What this task involves -> Copy out all lines of the records in which the word "items" appears.
Segment Start: Available records
//! Variant promotions and price quotes.

use axum::{
    Extension, Json,
    extract::{Path, Query, State},
    http::StatusCode,
    response::IntoResponse,
};
use uuid::Uuid;

use crate::app::AppState;
use crate::error::AppError;
use crate::middleware::auth::AuthContext;
use crate::models::auth::permissions;
use crate::models::promotion::{
    CreatePromotionRequest, PriceQuote, PromotionFilter, QuoteQuery, UpdatePromotionRequest,
    VariantPromotion,
};
use crate::pagination::{PageQuery, PageRequest, PaginatedResponse};
use crate::services::promotion_service;

/// Create a promotion for a variant.
///
/// # Request Body
///
/// ```json
/// {
///   "variant_id": "…",
///   "name": "Spring sale",
///   "discount_type": "PERCENTAGE",
///   "discount_value": 15,
///   "starts_at": "2025-03-20T00:00:00Z",
///   "ends_at": "2025-04-20T00:00:00Z"
/// }
/// ```
///
/// Percentages must be 1..=100; `FIXED_AMOUNT` values are cents and must be
/// positive. The window must end after it starts.
pub async fn create_promotion(
    State(state): State<AppState>,
    Extension(auth): Extension<AuthContext>,
    Json(request): Json<CreatePromotionRequest>,
) -> Result<impl IntoResponse, AppError> {
    auth.require(permissions::PROMOTIONS_WRITE)?;
    let promotion = promotion_service::create_promotion(&state.ctx, &auth, request).await?;
    Ok((StatusCode::CREATED, Json(promotion)))
}

pub async fn list_promotions(
    State(state): State<AppState>,
    Extension(auth): Extension<AuthContext>,
    Query(page): Query<PageQuery>,
    Query(filter): Query<PromotionFilter>,
) -> Result<Json<PaginatedResponse<VariantPromotion>>, AppError> {
    auth.require(permissions::PROMOTIONS_READ)?;
    let page = PageRequest::from(page);
    let promotions = promotion_service::list_promotions(&state.ctx, &auth, &filter, page).await?;
    Ok(Json(PaginatedResponse::new(promotions, page)))
}

pub async fn get_promotion(
    State(state): State<AppState>,
    Extension(auth): Extension<AuthContext>,
    Path(id): Path<Uuid>,
) -> Result<Json<VariantPromotion>, AppError> {
    auth.require(permissions::PROMOTIONS_READ)?;
    Ok(Json(
        promotion_service::get_promotion(&state.ctx, &auth, id).await?,
    ))
}

pub async fn update_promotion(
    State(state): State<AppState>,
    Extension(auth): Extension<AuthContext>,
    Path(id): Path<Uuid>,
    Json(request): Json<UpdatePromotionRequest>,
) -> Result<Json<VariantPromotion>, AppError> {
    auth.require(permissions::PROMOTIONS_WRITE)?;
    Ok(Json(
        promotion_service::update_promotion(&state.ctx, &auth, id, request).await?,
    ))
}

pub async fn deactivate_promotion(
    State(state): State<AppState>,
    Extension(auth): Extension<AuthContext>,
    Path(id): Path<Uuid>,
) -> Result<Json<VariantPromotion>, AppError> {
    auth.require(permissions::PROMOTIONS_WRITE)?;
    Ok(Json(
        promotion_service::deactivate_promotion(&state.ctx, &auth, id).await?,
    ))
}

pub async fn delete_promotion(
    State(state): State<AppState>,
    Extension(auth): Extension<AuthContext>,
    Path(id): Path<Uuid>,
) -> Result<StatusCode, AppError> {
    auth.require(permissions::PROMOTIONS_WRITE)?;
    promotion_service::delete_promotion(&state.ctx, &auth, id).await?;
    Ok(StatusCode::NO_CONTENT)
}

/// Best price for a variant at `?at=` (defaults to now).
///
/// # Endpoint
///
/// `GET /v1/variants/{id}/promotions/quote`
///
/// # Response (200 OK)
///
/// ```json
/// {
///   "variant_id": "…",
///   "at": "2025-04-01T12:00:00Z",
///   "base_price_cents": 1000,
///   "final_price_cents": 850,
///   "discount_cents": 150,
///   "promotion": { "id": "…", "name": "Spring sale", "…": "…" }
/// }
/// ```
///
/// Among active promotions valid at that instant, the lowest resulting
/// price wins; `promotion` is `null` when none applies.
pub async fn quote(
    State(state): State<AppState>,
    Extension(auth): Extension<AuthContext>,
    Path(variant_id): Path<Uuid>,
    Query(query): Query<QuoteQuery>,
) -> Result<Json<PriceQuote>, AppError> {
    auth.require(permissions::PROMOTIONS_READ)?;
    Ok(Json(
        promotion_service::quote(&state.ctx, &auth, variant_id, query).await?,
    ))
}
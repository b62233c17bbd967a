use async_trait::async_trait;
use chrono::NaiveDate;
use uuid::Uuid;

use super::{PgStore, limit_offset};
use crate::error::AppError;
use crate::models::finance::{FinanceEntry, FinanceEntryFilter};
use crate::pagination::{Page, PageRequest};
use crate::repositories::{Change, FinanceRepository};

const ENTRY_COLUMNS: &str = "id, tenant_id, entry_type, description, category, counterparty, \
    amount_cents, paid_amount_cents, issue_date, due_date, status, paid_at, created_at, \
    updated_at, deleted_at";

#[async_trait]
impl FinanceRepository for PgStore {
    async fn create_entry(&self, entry: &FinanceEntry) -> Result<(), AppError> {
        sqlx::query(
            r#"
            INSERT INTO finance_entries (
                id, tenant_id, entry_type, description, category, counterparty, amount_cents,
                paid_amount_cents, issue_date, due_date, status, created_at, updated_at
            )
            VALUES ($1, $2, $3, $4, $5, $6, $7, $8, $9, $10, $11, $12, $13)
            "#,
        )
        .bind(entry.id)
        .bind(entry.tenant_id)
        .bind(entry.entry_type)
        .bind(&entry.description)
        .bind(&entry.category)
        .bind(&entry.counterparty)
        .bind(entry.amount_cents)
        .bind(entry.paid_amount_cents)
        .bind(entry.issue_date)
        .bind(entry.due_date)
        .bind(entry.status)
        .bind(entry.created_at)
        .bind(entry.updated_at)
        .execute(&self.pool)
        .await?;
        Ok(())
    }

    async fn find_entry(
        &self,
        tenant_id: Uuid,
        id: Uuid,
    ) -> Result<Option<FinanceEntry>, AppError> {
        Ok(sqlx::query_as::<_, FinanceEntry>(&format!(
            "SELECT {ENTRY_COLUMNS} FROM finance_entries WHERE tenant_id = $1 AND id = $2 AND deleted_at IS NULL"
        ))
        .bind(tenant_id)
        .bind(id)
        .fetch_optional(&self.pool)
        .await?)
    }

    async fn list_entries(
        &self,
        tenant_id: Uuid,
        filter: &FinanceEntryFilter,
        page: PageRequest,
    ) -> Result<Page<FinanceEntry>, AppError> {
        const WHERE: &str = "tenant_id = $1 AND deleted_at IS NULL \
            AND ($2::text IS NULL OR entry_type = $2) \
            AND ($3::text IS NULL OR status = $3) \
            AND ($4::date IS NULL OR due_date >= $4) \
            AND ($5::date IS NULL OR due_date <= $5)";
        let (limit, offset) = limit_offset(page);

        let total: i64 =
            sqlx::query_scalar(&format!("SELECT COUNT(*) FROM finance_entries WHERE {WHERE}"))
                .bind(tenant_id)
                .bind(filter.entry_type)
                .bind(filter.status)
                .bind(filter.due_from)
                .bind(filter.due_to)
                .fetch_one(&self.pool)
                .await?;
        let items = sqlx::query_as::<_, FinanceEntry>(&format!(
            "SELECT {ENTRY_COLUMNS} FROM finance_entries WHERE {WHERE} \
             ORDER BY due_date, created_at LIMIT $6 OFFSET $7"
        ))
        .bind(tenant_id)
        .bind(filter.entry_type)
        .bind(filter.status)
        .bind(filter.due_from)
        .bind(filter.due_to)
        .bind(limit)
        .bind(offset)
        .fetch_all(&self.pool)
        .await?;

        Ok(Page {
            items,
            total: total as u64,
        })
    }

    async fn modify_entry(
        &self,
        tenant_id: Uuid,
        id: Uuid,
        change: Change<'_, FinanceEntry>,
    ) -> Result<FinanceEntry, AppError> {
        let mut tx = self.pool.begin().await?;

        let mut entry = sqlx::query_as::<_, FinanceEntry>(&format!(
            "SELECT {ENTRY_COLUMNS} FROM finance_entries \
             WHERE tenant_id = $1 AND id = $2 AND deleted_at IS NULL FOR UPDATE"
        ))
        .bind(tenant_id)
        .bind(id)
        .fetch_optional(&mut *tx)
        .await?
        .ok_or(AppError::NotFound("Finance entry"))?;
        change(&mut entry)?;

        sqlx::query(
            r#"
            UPDATE finance_entries
            SET paid_amount_cents = $3, status = $4, paid_at = $5, updated_at = $6
            WHERE tenant_id = $1 AND id = $2
            "#,
        )
        .bind(entry.tenant_id)
        .bind(entry.id)
        .bind(entry.paid_amount_cents)
        .bind(entry.status)
        .bind(entry.paid_at)
        .bind(entry.updated_at)
        .execute(&mut *tx)
        .await?;

        tx.commit().await?;
        Ok(entry)
    }

    async fn delete_entry(&self, tenant_id: Uuid, id: Uuid) -> Result<bool, AppError> {
        let result = sqlx::query(
            "UPDATE finance_entries SET deleted_at = NOW() WHERE tenant_id = $1 AND id = $2 AND deleted_at IS NULL",
        )
        .bind(tenant_id)
        .bind(id)
        .execute(&self.pool)
        .await?;
        Ok(result.rows_affected() > 0)
    }

    async fn mark_overdue(&self, tenant_id: Uuid, today: NaiveDate) -> Result<u64, AppError> {
        let result = sqlx::query(
            r#"
            UPDATE finance_entries
            SET status = 'OVERDUE', updated_at = NOW()
            WHERE tenant_id = $1
              AND deleted_at IS NULL
              AND status IN ('PENDING', 'PARTIALLY_PAID')
              AND due_date < $2
            "#,
        )
        .bind(tenant_id)
        .bind(today)
        .execute(&self.pool)
        .await?;
        Ok(result.rows_affected())
    }
}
Segment End: Available records
Exercise output ->
        let items = sqlx::query_as::<_, FinanceEntry>(&format!(
            items,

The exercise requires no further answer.